Which lines in the data contain the word "VerifiedCredential"? Please copy each of them.

[[ DATA SHOWN open ]]

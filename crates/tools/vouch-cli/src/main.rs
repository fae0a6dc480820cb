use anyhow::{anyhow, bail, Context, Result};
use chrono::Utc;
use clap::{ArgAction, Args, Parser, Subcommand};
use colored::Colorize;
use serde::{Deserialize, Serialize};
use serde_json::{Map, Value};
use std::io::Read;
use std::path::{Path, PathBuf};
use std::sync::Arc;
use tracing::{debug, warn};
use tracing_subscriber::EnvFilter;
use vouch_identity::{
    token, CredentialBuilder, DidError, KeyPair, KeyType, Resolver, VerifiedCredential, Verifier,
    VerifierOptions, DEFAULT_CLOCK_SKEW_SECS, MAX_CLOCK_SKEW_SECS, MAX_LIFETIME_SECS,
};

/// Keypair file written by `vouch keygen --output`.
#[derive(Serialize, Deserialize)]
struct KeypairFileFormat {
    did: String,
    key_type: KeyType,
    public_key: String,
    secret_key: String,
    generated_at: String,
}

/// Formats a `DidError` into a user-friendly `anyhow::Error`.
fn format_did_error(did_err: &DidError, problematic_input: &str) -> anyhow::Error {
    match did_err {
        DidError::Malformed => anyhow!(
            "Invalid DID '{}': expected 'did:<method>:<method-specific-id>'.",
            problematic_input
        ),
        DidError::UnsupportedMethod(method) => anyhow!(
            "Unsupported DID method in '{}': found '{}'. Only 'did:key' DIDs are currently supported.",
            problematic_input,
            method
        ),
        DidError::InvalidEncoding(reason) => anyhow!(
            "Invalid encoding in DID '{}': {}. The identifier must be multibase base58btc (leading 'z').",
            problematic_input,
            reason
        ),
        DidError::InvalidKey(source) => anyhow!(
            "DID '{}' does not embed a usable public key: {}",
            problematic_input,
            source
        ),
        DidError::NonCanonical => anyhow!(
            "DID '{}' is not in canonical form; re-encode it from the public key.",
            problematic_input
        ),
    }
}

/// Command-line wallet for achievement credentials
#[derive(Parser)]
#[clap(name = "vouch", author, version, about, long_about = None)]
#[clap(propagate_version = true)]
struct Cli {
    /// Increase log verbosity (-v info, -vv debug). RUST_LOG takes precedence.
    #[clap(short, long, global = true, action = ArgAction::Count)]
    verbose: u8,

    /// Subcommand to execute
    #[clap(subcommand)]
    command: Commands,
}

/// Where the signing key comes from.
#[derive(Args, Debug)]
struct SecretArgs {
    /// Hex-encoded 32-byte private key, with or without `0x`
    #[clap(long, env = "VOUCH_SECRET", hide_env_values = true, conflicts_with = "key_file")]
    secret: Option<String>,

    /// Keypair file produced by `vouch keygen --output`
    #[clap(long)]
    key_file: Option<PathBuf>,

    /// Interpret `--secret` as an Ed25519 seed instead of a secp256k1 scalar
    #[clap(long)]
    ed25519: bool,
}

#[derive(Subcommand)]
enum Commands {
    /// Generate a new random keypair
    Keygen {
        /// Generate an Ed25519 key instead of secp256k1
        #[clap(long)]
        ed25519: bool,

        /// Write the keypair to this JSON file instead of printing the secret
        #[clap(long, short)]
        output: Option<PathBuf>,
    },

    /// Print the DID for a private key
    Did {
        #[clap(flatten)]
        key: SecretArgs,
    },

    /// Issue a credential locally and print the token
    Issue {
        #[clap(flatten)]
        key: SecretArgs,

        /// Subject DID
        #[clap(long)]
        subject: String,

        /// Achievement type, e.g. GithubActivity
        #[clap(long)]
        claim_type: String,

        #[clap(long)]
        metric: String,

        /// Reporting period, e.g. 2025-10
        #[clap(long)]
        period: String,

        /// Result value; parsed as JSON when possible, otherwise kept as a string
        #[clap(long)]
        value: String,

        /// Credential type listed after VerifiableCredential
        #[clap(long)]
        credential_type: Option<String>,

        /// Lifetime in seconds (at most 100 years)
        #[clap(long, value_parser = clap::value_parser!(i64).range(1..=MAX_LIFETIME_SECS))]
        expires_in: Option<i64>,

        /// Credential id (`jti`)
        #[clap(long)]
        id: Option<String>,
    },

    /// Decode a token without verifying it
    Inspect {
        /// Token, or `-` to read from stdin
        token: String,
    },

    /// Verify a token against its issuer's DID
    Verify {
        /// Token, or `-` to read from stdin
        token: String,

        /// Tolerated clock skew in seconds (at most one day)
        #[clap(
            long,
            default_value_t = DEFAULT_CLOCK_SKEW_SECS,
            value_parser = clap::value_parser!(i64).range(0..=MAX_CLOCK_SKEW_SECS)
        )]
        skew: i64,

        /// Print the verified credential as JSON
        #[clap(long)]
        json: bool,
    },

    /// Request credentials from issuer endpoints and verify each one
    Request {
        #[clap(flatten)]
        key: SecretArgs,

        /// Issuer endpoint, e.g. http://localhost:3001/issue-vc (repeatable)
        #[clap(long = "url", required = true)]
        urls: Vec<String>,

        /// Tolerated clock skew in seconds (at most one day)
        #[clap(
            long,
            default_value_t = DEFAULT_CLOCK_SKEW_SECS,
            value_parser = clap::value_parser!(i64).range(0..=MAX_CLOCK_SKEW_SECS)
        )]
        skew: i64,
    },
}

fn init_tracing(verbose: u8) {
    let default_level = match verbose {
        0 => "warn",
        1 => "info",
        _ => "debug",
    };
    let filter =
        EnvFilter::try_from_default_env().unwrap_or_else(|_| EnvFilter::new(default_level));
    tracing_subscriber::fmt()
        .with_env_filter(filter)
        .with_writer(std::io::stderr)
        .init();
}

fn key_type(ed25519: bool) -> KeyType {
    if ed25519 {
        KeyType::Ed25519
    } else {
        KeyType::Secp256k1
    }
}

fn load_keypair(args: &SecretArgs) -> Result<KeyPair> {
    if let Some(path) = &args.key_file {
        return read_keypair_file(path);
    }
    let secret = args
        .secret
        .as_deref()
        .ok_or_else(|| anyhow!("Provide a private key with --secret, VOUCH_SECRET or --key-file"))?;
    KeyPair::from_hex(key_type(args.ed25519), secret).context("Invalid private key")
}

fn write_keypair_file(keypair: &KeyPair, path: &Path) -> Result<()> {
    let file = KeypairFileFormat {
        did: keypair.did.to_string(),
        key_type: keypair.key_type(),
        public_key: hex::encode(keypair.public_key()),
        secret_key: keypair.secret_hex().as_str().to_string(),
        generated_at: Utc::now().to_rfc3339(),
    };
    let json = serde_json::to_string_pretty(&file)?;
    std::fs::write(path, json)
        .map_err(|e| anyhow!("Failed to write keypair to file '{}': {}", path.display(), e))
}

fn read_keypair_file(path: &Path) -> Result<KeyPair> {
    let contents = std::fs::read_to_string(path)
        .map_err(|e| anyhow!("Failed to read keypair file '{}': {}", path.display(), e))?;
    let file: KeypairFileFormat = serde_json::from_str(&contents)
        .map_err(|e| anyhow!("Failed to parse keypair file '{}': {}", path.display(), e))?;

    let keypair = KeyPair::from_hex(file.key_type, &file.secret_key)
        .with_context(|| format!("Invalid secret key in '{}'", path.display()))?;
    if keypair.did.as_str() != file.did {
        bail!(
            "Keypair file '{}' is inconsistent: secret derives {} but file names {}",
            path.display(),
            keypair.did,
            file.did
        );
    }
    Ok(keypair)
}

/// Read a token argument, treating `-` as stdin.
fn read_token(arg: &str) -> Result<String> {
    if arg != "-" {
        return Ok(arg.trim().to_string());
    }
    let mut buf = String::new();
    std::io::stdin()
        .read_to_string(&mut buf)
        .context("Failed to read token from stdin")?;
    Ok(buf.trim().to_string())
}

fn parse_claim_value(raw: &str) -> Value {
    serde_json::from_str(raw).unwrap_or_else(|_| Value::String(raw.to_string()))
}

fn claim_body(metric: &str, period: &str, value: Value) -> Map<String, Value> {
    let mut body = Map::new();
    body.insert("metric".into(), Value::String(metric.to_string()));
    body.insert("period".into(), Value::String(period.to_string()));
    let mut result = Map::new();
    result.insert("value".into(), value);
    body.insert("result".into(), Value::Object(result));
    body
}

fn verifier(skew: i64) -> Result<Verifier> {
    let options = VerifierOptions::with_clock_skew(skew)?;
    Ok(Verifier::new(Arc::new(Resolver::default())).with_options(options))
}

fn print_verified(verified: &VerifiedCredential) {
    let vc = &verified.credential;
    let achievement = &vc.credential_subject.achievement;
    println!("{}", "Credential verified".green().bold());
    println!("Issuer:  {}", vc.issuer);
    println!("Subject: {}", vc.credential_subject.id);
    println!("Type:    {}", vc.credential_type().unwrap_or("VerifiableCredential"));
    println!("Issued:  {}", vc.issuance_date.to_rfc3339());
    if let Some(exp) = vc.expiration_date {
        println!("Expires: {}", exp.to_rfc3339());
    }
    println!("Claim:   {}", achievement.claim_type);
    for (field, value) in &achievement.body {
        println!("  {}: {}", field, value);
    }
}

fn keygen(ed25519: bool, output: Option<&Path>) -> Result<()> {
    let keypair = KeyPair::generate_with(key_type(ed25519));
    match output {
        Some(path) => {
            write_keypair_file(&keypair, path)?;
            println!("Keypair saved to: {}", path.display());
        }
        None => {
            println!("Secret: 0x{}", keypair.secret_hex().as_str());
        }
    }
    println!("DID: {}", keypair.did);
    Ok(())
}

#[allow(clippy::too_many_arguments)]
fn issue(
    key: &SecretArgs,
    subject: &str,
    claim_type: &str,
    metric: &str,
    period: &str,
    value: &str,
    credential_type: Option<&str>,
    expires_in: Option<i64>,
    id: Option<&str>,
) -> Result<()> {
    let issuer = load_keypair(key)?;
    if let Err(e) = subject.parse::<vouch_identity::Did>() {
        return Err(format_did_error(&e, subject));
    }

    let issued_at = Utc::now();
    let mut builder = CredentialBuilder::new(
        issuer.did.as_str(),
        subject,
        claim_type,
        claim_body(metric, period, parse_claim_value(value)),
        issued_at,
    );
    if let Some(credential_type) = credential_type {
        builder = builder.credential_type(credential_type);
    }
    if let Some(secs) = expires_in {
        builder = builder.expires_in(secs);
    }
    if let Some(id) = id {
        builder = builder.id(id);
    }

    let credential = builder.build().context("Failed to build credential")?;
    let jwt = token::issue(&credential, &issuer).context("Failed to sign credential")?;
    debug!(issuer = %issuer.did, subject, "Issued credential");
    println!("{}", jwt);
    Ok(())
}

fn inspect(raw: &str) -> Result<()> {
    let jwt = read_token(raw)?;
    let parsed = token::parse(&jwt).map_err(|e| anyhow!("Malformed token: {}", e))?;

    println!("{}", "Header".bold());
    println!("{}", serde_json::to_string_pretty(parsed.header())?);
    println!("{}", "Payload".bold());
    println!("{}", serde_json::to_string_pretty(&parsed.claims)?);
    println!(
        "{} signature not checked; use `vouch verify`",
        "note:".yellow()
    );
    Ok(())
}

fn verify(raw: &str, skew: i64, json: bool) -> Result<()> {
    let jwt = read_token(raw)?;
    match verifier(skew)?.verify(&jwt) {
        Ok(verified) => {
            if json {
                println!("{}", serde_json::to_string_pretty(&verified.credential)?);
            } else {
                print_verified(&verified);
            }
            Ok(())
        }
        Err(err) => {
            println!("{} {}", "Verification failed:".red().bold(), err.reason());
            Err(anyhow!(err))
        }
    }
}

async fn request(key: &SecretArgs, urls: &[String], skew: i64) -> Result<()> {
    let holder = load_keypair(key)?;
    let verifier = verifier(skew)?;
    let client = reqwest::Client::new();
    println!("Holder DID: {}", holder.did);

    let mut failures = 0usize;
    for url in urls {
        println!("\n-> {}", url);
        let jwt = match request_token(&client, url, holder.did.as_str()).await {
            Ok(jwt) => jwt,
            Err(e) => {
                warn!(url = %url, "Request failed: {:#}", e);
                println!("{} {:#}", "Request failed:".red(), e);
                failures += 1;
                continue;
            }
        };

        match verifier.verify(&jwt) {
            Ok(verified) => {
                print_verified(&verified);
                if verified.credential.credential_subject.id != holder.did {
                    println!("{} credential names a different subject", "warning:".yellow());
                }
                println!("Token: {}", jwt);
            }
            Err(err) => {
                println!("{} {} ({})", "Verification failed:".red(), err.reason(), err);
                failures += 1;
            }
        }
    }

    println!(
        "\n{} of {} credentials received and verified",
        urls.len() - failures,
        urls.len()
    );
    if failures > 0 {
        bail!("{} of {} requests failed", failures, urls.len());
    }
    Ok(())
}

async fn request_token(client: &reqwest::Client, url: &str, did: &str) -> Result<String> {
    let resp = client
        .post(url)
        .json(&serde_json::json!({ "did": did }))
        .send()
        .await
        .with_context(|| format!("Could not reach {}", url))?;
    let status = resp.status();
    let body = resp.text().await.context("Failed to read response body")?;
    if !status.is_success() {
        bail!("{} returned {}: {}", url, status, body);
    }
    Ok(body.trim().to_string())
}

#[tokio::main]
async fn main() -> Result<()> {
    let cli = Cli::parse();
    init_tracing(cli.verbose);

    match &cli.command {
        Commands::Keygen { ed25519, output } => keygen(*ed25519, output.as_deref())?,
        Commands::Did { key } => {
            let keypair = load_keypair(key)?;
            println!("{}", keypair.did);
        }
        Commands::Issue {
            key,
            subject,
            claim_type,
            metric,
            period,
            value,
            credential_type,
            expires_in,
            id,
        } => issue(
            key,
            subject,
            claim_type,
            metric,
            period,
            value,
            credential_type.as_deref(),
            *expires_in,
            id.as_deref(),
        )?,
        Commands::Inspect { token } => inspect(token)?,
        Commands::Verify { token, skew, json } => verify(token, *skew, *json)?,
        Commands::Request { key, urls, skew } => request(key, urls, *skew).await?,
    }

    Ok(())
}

[[ DATA SHOWN closed ]]

RESULT:
    token, CredentialBuilder, DidError, KeyPair, KeyType, Resolver, VerifiedCredential, Verifier,
fn print_verified(verified: &VerifiedCredential) {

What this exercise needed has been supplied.